▶ **WHAT IS EXPECTED**:
Find the line in the entries below that contains "runs it for all". Repeat it exactly, and every line after it through the line that contains "use crate::graph::NavigationPath;".

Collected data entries

Content starts

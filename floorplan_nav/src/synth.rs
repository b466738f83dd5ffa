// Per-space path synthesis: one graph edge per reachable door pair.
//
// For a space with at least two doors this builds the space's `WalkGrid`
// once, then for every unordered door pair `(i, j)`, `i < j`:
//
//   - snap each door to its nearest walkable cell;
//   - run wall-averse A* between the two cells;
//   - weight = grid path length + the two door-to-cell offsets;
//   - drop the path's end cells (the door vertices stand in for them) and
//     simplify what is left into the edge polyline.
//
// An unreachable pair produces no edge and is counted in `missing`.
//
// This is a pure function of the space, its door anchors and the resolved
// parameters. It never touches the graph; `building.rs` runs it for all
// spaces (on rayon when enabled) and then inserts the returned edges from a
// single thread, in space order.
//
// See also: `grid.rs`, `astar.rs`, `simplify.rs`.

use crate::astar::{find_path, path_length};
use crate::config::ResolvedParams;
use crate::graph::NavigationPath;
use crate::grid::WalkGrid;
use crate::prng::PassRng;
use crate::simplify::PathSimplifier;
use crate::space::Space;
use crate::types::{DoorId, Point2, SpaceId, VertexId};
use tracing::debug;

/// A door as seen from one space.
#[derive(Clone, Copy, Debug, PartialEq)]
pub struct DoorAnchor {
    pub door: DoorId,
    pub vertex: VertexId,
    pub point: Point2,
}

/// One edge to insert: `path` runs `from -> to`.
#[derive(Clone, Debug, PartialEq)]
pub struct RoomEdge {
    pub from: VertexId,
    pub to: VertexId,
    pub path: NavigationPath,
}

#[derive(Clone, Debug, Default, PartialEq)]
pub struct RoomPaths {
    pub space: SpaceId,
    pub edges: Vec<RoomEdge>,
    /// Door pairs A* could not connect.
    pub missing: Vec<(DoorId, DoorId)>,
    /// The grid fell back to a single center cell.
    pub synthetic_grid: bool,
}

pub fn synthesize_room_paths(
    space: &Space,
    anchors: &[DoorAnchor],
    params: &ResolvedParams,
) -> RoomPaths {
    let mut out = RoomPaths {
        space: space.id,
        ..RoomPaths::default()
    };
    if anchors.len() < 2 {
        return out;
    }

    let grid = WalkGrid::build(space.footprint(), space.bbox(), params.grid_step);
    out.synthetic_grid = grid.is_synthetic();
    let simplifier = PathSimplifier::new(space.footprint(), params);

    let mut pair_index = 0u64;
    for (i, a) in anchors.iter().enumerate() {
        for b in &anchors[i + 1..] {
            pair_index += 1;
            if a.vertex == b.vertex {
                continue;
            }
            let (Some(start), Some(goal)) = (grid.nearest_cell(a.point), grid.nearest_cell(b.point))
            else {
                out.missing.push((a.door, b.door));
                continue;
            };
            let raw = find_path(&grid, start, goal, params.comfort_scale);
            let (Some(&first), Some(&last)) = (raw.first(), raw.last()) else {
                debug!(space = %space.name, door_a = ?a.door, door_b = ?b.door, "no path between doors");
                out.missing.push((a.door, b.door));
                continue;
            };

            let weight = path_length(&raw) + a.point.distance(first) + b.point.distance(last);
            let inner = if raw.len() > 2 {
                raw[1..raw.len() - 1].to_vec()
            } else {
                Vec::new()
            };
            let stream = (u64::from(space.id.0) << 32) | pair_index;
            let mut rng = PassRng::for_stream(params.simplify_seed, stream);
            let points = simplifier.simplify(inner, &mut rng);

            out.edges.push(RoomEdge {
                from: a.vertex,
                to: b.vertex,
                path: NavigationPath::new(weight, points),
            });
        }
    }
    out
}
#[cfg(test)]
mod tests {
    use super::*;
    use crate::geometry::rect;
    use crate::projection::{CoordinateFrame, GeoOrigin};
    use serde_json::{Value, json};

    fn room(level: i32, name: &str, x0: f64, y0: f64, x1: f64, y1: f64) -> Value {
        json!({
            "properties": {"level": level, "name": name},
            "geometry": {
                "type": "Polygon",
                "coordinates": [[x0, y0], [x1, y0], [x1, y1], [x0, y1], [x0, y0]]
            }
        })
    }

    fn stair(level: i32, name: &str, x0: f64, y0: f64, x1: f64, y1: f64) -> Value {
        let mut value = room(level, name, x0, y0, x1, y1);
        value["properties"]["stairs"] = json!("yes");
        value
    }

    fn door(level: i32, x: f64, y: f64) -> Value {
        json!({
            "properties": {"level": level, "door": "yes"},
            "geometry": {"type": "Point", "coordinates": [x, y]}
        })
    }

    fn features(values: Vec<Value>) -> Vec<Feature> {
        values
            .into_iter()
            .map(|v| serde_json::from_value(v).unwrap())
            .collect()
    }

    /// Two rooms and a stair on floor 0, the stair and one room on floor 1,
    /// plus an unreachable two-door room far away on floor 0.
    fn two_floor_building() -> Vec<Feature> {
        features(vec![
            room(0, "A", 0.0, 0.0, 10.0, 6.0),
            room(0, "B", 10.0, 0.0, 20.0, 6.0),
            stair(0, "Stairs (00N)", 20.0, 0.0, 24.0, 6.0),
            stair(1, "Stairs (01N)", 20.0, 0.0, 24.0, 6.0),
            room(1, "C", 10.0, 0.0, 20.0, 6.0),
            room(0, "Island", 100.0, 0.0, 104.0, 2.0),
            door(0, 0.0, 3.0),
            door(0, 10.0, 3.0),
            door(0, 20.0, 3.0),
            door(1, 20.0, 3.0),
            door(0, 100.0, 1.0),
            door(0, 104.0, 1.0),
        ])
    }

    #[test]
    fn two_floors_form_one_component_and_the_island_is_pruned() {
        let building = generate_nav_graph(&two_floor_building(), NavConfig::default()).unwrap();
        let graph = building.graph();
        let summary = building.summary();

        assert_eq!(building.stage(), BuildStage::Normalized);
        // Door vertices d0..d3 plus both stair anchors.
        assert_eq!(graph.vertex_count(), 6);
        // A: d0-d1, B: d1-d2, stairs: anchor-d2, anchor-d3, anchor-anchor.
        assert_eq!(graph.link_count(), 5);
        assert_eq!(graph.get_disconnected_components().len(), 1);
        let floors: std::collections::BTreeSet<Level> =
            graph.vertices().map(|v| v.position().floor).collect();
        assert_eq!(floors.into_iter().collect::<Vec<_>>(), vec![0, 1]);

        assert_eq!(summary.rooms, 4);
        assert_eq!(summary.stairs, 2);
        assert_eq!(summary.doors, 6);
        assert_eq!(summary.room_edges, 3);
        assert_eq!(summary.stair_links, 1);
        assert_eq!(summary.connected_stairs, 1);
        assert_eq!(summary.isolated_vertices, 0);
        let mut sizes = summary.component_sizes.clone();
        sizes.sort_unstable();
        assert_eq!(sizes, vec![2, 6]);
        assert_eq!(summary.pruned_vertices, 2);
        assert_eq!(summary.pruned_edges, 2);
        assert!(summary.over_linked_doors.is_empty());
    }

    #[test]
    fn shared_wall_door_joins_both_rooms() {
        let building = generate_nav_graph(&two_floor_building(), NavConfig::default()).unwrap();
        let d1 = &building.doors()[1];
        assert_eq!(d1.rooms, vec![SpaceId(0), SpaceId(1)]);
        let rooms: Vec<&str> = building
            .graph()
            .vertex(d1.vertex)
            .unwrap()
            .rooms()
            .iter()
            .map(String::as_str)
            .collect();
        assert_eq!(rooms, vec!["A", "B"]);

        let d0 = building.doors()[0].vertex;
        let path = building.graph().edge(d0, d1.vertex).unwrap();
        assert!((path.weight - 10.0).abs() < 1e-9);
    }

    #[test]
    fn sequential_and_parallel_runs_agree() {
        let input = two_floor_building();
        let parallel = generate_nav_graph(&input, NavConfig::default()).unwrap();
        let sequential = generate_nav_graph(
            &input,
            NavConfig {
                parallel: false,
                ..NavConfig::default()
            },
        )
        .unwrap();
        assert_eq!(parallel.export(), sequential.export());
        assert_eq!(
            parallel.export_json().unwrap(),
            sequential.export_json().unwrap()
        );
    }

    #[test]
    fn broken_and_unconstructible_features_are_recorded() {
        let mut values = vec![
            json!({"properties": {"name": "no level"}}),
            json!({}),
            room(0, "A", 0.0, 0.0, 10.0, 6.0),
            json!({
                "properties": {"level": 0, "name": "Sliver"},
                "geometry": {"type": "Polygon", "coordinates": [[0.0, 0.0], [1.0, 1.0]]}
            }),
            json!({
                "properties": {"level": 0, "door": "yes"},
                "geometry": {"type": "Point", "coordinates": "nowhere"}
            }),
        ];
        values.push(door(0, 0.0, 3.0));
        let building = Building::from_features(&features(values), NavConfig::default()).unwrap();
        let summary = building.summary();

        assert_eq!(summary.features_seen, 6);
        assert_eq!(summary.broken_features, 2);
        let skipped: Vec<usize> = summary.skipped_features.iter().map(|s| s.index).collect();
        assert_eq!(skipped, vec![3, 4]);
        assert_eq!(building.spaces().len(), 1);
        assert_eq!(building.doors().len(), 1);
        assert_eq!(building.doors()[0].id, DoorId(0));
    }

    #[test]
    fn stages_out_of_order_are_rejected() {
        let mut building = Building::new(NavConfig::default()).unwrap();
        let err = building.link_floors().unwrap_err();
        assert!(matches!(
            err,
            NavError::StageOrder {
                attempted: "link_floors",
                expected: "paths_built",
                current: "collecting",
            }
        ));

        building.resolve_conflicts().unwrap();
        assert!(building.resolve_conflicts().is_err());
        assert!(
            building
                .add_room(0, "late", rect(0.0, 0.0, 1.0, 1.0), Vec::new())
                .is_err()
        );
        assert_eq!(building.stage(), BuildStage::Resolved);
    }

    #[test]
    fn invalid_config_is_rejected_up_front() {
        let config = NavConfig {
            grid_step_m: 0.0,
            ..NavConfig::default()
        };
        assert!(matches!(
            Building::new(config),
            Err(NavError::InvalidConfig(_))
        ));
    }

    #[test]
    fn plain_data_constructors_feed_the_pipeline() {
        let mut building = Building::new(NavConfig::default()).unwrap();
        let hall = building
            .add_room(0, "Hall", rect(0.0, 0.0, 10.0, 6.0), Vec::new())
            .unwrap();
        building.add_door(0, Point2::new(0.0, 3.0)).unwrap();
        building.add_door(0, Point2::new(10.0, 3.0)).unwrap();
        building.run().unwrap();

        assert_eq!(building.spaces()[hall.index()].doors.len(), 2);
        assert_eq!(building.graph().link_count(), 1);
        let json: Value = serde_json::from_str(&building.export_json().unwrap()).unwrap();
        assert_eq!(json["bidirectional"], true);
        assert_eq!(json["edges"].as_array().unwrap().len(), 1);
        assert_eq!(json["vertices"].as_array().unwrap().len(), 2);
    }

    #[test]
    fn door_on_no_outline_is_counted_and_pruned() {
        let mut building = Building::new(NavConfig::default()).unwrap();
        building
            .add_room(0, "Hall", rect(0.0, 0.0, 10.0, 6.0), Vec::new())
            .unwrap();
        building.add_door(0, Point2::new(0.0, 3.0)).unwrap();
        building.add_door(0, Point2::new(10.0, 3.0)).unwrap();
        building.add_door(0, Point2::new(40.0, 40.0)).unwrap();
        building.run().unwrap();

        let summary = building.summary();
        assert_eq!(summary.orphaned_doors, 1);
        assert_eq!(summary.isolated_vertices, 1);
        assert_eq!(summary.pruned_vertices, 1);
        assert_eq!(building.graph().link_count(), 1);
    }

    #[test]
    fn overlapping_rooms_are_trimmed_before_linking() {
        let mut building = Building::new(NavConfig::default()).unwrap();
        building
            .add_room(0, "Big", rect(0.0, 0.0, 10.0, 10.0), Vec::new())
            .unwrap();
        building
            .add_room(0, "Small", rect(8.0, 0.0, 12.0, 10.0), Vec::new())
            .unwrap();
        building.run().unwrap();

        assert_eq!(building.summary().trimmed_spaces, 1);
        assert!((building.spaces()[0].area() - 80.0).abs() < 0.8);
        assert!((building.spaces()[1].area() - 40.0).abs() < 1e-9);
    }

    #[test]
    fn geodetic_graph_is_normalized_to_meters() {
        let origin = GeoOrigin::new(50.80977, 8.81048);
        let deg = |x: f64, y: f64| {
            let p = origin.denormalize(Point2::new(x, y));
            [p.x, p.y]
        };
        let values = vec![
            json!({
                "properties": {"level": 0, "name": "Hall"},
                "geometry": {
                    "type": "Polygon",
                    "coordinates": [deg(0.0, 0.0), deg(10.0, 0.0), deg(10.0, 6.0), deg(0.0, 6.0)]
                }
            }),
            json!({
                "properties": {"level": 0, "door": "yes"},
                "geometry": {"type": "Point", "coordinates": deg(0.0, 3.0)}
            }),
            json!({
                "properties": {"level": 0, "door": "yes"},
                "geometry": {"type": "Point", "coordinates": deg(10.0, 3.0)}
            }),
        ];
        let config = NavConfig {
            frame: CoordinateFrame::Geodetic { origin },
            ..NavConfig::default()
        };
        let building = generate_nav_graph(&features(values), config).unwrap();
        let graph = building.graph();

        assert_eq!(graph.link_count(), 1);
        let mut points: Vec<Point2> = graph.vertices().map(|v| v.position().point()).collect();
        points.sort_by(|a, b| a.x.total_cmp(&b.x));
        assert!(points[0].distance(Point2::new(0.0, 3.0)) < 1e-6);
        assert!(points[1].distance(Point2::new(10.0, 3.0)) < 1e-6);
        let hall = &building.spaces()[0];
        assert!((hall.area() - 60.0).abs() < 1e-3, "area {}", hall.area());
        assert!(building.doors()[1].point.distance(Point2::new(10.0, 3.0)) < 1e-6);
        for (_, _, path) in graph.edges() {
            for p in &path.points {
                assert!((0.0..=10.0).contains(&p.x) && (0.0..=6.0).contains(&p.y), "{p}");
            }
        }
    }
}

Content ends

▶ **RESULT OF THIS TASK**:
// parameters. It never touches the graph; `building.rs` runs it for all
// spaces (on rayon when enabled) and then inserts the returned edges from a
// single thread, in space order.
//
// See also: `grid.rs`, `astar.rs`, `simplify.rs`.

use crate::astar::{find_path, path_length};
use crate::config::ResolvedParams;
use crate::graph::NavigationPath;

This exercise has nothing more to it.